© Barcelona Supercomputing Center 2016 - 2018
The TANGO Programming Model and Runtime Abstraction Layer is a combination of the BSC's COMPSs and OmpSs task-based programming models, where COMPSs is dealing with the coarse-grain tasks and platform-level heterogeneity and OmpSs is dealing with fine-grain tasks and node-level heterogeneity.
- Supported platforms running Linux (i386, x86-64, ARM, PowerPC or IA64)
- Apache maven 3.0 or better
- Java SDK 8.0 or better
- GNU C/C++ compiler versions 4.4 or better
- CNU GCC Fortran
- autotools (libtool, automake, autoreconf, make)
- boost-devel
- python-devel 2.7 or better
- GNU bison 2.4.1 or better.
- GNU flex 2.5.4 or 2.5.33 or better. (Avoid versions 2.5.31 and 2.5.34 of flex as they are known to fail. Use 2.5.33 at least.)

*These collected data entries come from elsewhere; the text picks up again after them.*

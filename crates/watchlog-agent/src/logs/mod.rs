// Copyright 2023-Present Datadog, Inc. https://www.datadoghq.com/
// SPDX-License-Identifier: Apache-2.0

//! Log tailing: NGINX and IIS access logs and the generic watchlist.

use std::time::Duration;

pub mod access;
pub mod iis;
pub mod nginx;
pub mod normalize;
pub mod tailer;
pub mod watchlist;

pub(crate) const POLL_INTERVAL: Duration = Duration::from_secs(1);
pub(crate) const FLUSH_INTERVAL: Duration = Duration::from_secs(10);
pub(crate) const RESCAN_INTERVAL: Duration = Duration::from_secs(30);
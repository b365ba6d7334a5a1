// Copyright 2023-Present Datadog, Inc. https://www.datadoghq.com/
// SPDX-License-Identifier: Apache-2.0

//! Everything the agent sends to the collector.

use serde::Serialize;
use serde_json::{json, Value};
use tracing::{debug, warn};
use watchlog_transport::DeferredEmitter;

use crate::custom_metrics::CustomMetricRecord;
use crate::gitlab::model::{GitlabEvent, GitlabSummary};
use crate::http::{AiSpan, ApmReport};
use crate::logs::access::{AccessRecord, AccessSource, OriginRollup};
use crate::logs::iis::{SiteSnapshot, SiteStatusChange};
use crate::logs::nginx::NginxStatusChange;
use crate::logs::watchlist::WatchlistEntry;
use crate::system_metrics::SystemMetric;

#[derive(Debug, Clone, PartialEq)]
pub enum Event {
    ServerMetrics(Vec<SystemMetric>),
    CustomMetrics(Vec<CustomMetricRecord>),
    GitlabSummary(GitlabSummary),
    GitlabEvents(Vec<GitlabEvent>),
    AccessRollup {
        source: AccessSource,
        rollups: Vec<OriginRollup>,
    },
    AccessRecords {
        source: AccessSource,
        records: Vec<AccessRecord>,
    },
    NginxStatus(NginxStatusChange),
    SiteStatus(SiteStatusChange),
    SiteSnapshot(SiteSnapshot),
    Watchlist(WatchlistEntry),
    PodLogLines(Vec<Value>),
    AiTrace(Vec<AiSpan>),
    Apm(ApmReport),
    Pm2List(Value),
}

impl Event {
    pub fn name(&self) -> &'static str {
        match self {
            Event::ServerMetrics(_) => "serverMetricsArray",
            Event::CustomMetrics(_) => "customMetrics",
            Event::GitlabSummary(_) => "integrations/gitlab.influx",
            Event::GitlabEvents(_) => "integrations/gitlab.elastic",
            Event::AccessRollup { source, .. } => match source {
                AccessSource::Nginx => "integrations/nginx.access.influx",
                AccessSource::Iis => "integrations/iis.access.influx",
            },
            Event::AccessRecords { source, .. } => match source {
                AccessSource::Nginx => "integrations/nginx.access.elastic",
                AccessSource::Iis => "integrations/iis.access.elastic",
            },
            Event::NginxStatus(_) => "integrations/nginx.status.update",
            Event::SiteStatus(_) => "iis/site-status-update",
            Event::SiteSnapshot(_) => "iis/site-status-snapshot",
            Event::Watchlist(_) => "logs/watchlist",
            Event::PodLogLines(_) => "podLogLines",
            Event::AiTrace(_) => "ai-trace",
            Event::Apm(_) => "APM",
            Event::Pm2List(_) => "integrations/pm2List",
        }
    }

    pub fn payload(&self) -> Result<Value, serde_json::Error> {
        match self {
            Event::ServerMetrics(data) => Ok(json!({ "data": to_value(data)? })),
            Event::CustomMetrics(records) => to_value(records),
            // the collector expects summaries wrapped in a one element array
            Event::GitlabSummary(summary) => Ok(Value::Array(vec![to_value(summary)?])),
            Event::GitlabEvents(events) => to_value(events),
            Event::AccessRollup { rollups, .. } => to_value(rollups),
            Event::AccessRecords { records, .. } => to_value(records),
            Event::NginxStatus(change) => to_value(change),
            Event::SiteStatus(change) => to_value(change),
            Event::SiteSnapshot(snapshot) => to_value(snapshot),
            Event::Watchlist(entry) => to_value(entry),
            Event::PodLogLines(lines) => to_value(lines),
            Event::AiTrace(spans) => Ok(json!({ "spans": to_value(spans)? })),
            Event::Apm(report) => to_value(report),
            Event::Pm2List(data) => Ok(json!({ "data": data })),
        }
    }
}

fn to_value<T: Serialize + ?Sized>(value: &T) -> Result<Value, serde_json::Error> {
    serde_json::to_value(value)
}

/// Write side used by every producer.
pub trait EventSink: Send + Sync {
    fn emit(&self, event: Event);
}

impl EventSink for DeferredEmitter {
    fn emit(&self, event: Event) {
        let payload = match event.payload() {
            Ok(payload) => payload,
            Err(e) => {
                warn!("Could not serialize '{}': {e}", event.name());
                return;
            }
        };
        if let Err(e) = self.emit_when_connected(event.name(), payload) {
            debug!("Emission not accepted: {e}");
        }
    }
}

#[cfg(test)]
pub(crate) mod testing {
    use std::sync::Mutex;

    use super::{Event, EventSink};

    #[derive(Default)]
    pub(crate) struct RecordingSink {
        events: Mutex<Vec<Event>>,
    }

    impl RecordingSink {
        pub(crate) fn take(&self) -> Vec<Event> {
            std::mem::take(&mut *self.events.lock().unwrap())
        }
    }

    impl EventSink for RecordingSink {
        fn emit(&self, event: Event) {
            self.events.lock().unwrap().push(event);
        }
    }
}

- GNU gperf 3.0.0 or better.
- SQLite 3.6.16 or better.
- xdg-utils package
- graphviz package
- libxml2-devel 2.5.0 or better
- gcc-fortran
- papi-devel (sugested)
To install the whole framework you just need to checkout the code and run the following command
$ git clone --recursive https://github.com/TANGO-Project/programming-model-and-runtime.git
$ cd programming-model-and-runtime/
$ ./install.sh <Installation_Prefix> [options]
#Examples
#User local installation
$./install.sh $HOME/TANGO --no-monitor --no-tracing
#System installation
$ sudo -E ./install.sh /opt/TANGO
If you want to re-install only one part (COMPSs or OmpSs) you have to define the PM_BUILD environment variable before running the script. Values for the variable are ONLY_COMPSS, ONLY_OMPSS or ALL. Not defining de variable has the same effect as ALL
#User local installation
$ PM_BUILD=ONLY_COMPSS ./install.sh $HOME/TANGO --no-monitor --no-tracing
#System installation
$ PM_BUILD=ONLY_COMPSS sudo -E ./install.sh /opt/TANGO
To develop an application with the TANGO programming model, developers has to at least implement 3 files: the application main workflow in appName.c/cc, the application functions which are going to be coarse-grain tasks in appName.idl, and the implementation of the functions in appName-functions.cc. Other application files can be included in a src folder providing the building configuration in a Makefile
- appName.c/cc -> Contains the main coarse-grain task workflow
- appName.idl -> Coarse-grain task definition
- appName-functions.c/cc -> Implementation of the coarse grain tasks
To define a coarse-grain task which contains fine-grain tasks, developers have to annotate the coarse-grain fucntions with the OmpSs pragmas.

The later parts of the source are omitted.